The essential fatty acids- omega-3 and omega-6- are so named because they cannot be manufactured by the body. They must be obtained from food sources. Omega-6 functions to activate the immune system and trigger inflammation. On the other hand, omega-3 converts into powerful compounds that counteract the inflammatory response. Many modern health problems are blamed on a disproportionately high ratio of omega-6 to omega-3 fatty acids in the western diet.

Omega-3 known as DHA is an important building block of the brain. DHA consumption is critical to prevent inflammation of the brain, a precursor to many diseases of the central nervous system.

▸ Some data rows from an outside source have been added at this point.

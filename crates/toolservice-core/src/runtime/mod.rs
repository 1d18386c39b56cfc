//! External process execution
//!
//! This module provides:
//! - `CommandSpec` / `CommandResult` value types
//! - The `CommandExecutor` seam used by the template service
//! - `ProcessExecutor`, the tokio-backed implementation with timeouts

pub mod process;

pub use process::{CommandError, CommandExecutor, CommandResult, CommandSpec, ProcessExecutor};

Fish is the most prominent source of omega-3, particularly DHA. Choose wild fish over farmed fish to maximize the anti-inflammatory effects since the DHA comes from algae and plankton in their natural diet.

Spicy Solutions

Tumeric- Responsible for curry powders yellow color- has been used in traditional Indian medicine for centuries to counteract inflammation. Modern research confirms that turmeric is particularly beneficial against rheumatoid arthritis

Ginger is as effective at reducing swelling as non-steroidal anti-inflammatory drugs. Research shows that it suppresses certain biomechanical processes of chronic inflammation. Unlike conventional drugs, however, ginger has minimal side effects.

 

Trans Fats and Sugar: Two to Avoid

When it comes to preventing chronic inflammation, two foods are best avoided altogether: Trans fats and sugar.

Trans fats are already an infamous nutritional villain. They are synthetically produced by adding hydrogen atoms to certain unsaturated fat molecules- known as hydrogenated oils. A revealing study demonstrated up to 73 percent higher levels of the inflammation marker CRP in individuals in the top 25 percentile of trans fat consumption. Common sources of trans fat to avoid include margarine, vegetable shortening and many processed foods.

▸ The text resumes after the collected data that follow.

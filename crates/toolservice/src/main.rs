//! toolservice CLI - Template packs and project generation over a scaffolding tool

use anyhow::{Context, Result};
use clap::{Parser, Subcommand};
use colored::Colorize;
use std::path::{Path, PathBuf};
use std::process::ExitCode;
use toolservice_core::{
    FailureKind, ProcessExecutor, ServiceConfig, ServiceError, TemplateCatalog, TemplateService,
};
use tracing::debug;
use tracing_subscriber::EnvFilter;

/// Exit status after Ctrl+C
const INTERRUPTED: u8 = 130;

#[derive(Parser, Debug)]
#[command(name = "toolservice")]
#[command(about = "List, install and generate projects from template packs")]
#[command(version)]
#[command(disable_help_subcommand = true)]
pub struct Args {
    /// YAML configuration file
    #[arg(long, global = true)]
    pub config: Option<PathBuf>,

    /// Template tool executable (overrides config and TOOLSERVICE_COMMAND)
    #[arg(long, global = true)]
    pub tool: Option<String>,

    /// Per-invocation deadline in seconds (0 waits forever)
    #[arg(long, global = true)]
    pub timeout: Option<u64>,

    /// Log tool invocations to stderr
    #[arg(short, long, global = true)]
    pub verbose: bool,

    #[command(subcommand)]
    pub command: Command,
}

#[derive(Subcommand, Debug)]
pub enum Command {
    /// List installed templates
    List(CatalogArgs),
    /// Install a template pack and show the templates it added
    Install(PackageArgs),
    /// Uninstall a template pack and show the templates it removed
    Uninstall(PackageArgs),
    /// Show a template's help text
    Help {
        /// Template short name
        template: String,
    },
    /// Generate a project and save it as an archive
    New(NewArgs),
}

#[derive(Parser, Debug)]
pub struct CatalogArgs {
    /// Print JSON instead of a table
    #[arg(long)]
    pub json: bool,
}

#[derive(Parser, Debug)]
pub struct PackageArgs {
    /// Template pack ID
    pub package: String,

    #[command(flatten)]
    pub output: CatalogArgs,
}

#[derive(Parser, Debug)]
pub struct NewArgs {
    /// Template short name
    pub template: String,

    /// Template options (comma-separated: output=Name,framework=net6.0,no-restore)
    #[arg(short, long)]
    pub options: Option<String>,

    /// Archive format
    #[arg(short, long, default_value = "zip")]
    pub packaging: String,

    /// Directory to write the archive into
    #[arg(short, long, default_value = ".")]
    pub dest: PathBuf,
}

#[tokio::main]
async fn main() -> ExitCode {
    let args = Args::parse();
    init_logging(args.verbose);

    tokio::select! {
        code = run(args) => match code {
            Ok(code) => code,
            Err(e) => {
                eprintln!("{} {:#}", "error:".red().bold(), e);
                ExitCode::FAILURE
            }
        },
        _ = tokio::signal::ctrl_c() => {
            // Dropping `run` kills the tool and removes its scratch directory.
            eprintln!("{}", "Interrupted".yellow());
            ExitCode::from(INTERRUPTED)
        }
    }
}

fn init_logging(verbose: bool) {
    let default = if verbose { "debug" } else { "warn" };
    let filter = EnvFilter::try_from_default_env().unwrap_or_else(|_| EnvFilter::new(default));
    tracing_subscriber::fmt()
        .with_env_filter(filter)
        .with_writer(std::io::stderr)
        .with_target(false)
        .init();
}

async fn run(args: Args) -> Result<ExitCode> {
    let mut config = ServiceConfig::load(args.config.as_deref())?;
    config.override_command(args.tool);
    if let Some(secs) = args.timeout {
        config.timeout_secs = secs;
    }

    debug!(command = %config.command, timeout = ?config.timeout(), "loaded configuration");

    let service = TemplateService::new(config, ProcessExecutor::new());

    let outcome = match args.command {
        Command::List(output) => service.list().await.map(|c| print_catalog(&c, output.json)),
        Command::Install(args) => service
            .install(&args.package)
            .await
            .map(|c| print_catalog(&c, args.output.json)),
        Command::Uninstall(args) => service
            .uninstall(&args.package)
            .await
            .map(|c| print_catalog(&c, args.output.json)),
        Command::Help { template } => service.help(&template).await.map(|text| {
            println!("{}", text);
            Ok(())
        }),
        Command::New(args) => service
            .generate_project(&args.template, args.options.as_deref(), &args.packaging)
            .await
            .map(|project| save_archive(&args.dest, &project.file_name, &project.bytes)),
    };

    match outcome {
        Ok(printed) => printed.map(|()| ExitCode::SUCCESS),
        Err(e) => {
            debug!(error = ?e, "operation failed");
            eprintln!("{} {}", "error:".red().bold(), e);
            Ok(exit_code(&e))
        }
    }
}

fn exit_code(err: &ServiceError) -> ExitCode {
    ExitCode::from(match err.kind() {
        FailureKind::NotFound => 3,
        FailureKind::InvalidRequest => 2,
        FailureKind::Unavailable => 4,
        FailureKind::Timeout => 5,
        FailureKind::Internal => 1,
    })
}

fn print_catalog(catalog: &TemplateCatalog, json: bool) -> Result<()> {
    if json {
        println!("{}", serde_json::to_string_pretty(catalog)?);
        return Ok(());
    }
    if catalog.is_empty() {
        println!("{}", "No templates.".dimmed());
        return Ok(());
    }

    let short_w = column_width(catalog.keys().map(String::as_str), "Short Name");
    let name_w = column_width(catalog.values().map(|i| i.name.as_str()), "Template Name");
    let lang_w = column_width(catalog.values().map(|i| i.languages.as_str()), "Language");

    println!(
        "{}",
        format!(
            "{:<short_w$}  {:<name_w$}  {:<lang_w$}  Tags",
            "Short Name", "Template Name", "Language"
        )
        .bold()
    );
    for (key, info) in catalog {
        println!(
            "{}  {:<name_w$}  {:<lang_w$}  {}",
            format!("{:<short_w$}", key).cyan(),
            info.name,
            info.languages,
            info.tags.dimmed()
        );
    }
    Ok(())
}

fn column_width<'a>(values: impl Iterator<Item = &'a str>, title: &str) -> usize {
    values
        .map(|v| v.chars().count())
        .chain([title.len()])
        .max()
        .unwrap_or(0)
}

fn save_archive(dest: &Path, file_name: &str, bytes: &[u8]) -> Result<()> {
    std::fs::create_dir_all(dest)
        .with_context(|| format!("Failed to create {}", dest.display()))?;
    let path = dest.join(file_name);
    std::fs::write(&path, bytes).with_context(|| format!("Failed to write {}", path.display()))?;
    println!(
        "{} {} ({} bytes)",
        "✓".green(),
        path.display().to_string().cyan(),
        bytes.len()
    );
    Ok(())
}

Refined sugar and high fructose corn syrup found in many processed foods and drinks triggers spikes in blood sugar. These spikes lead to high insulin levels in the bloodstream. This causes hormonal changes that throw the immune systems out of balance and encourage inflammation. Research confirms that heavy consumption of sugar increases inflammation while a low-sugar diet can dramatically lower it.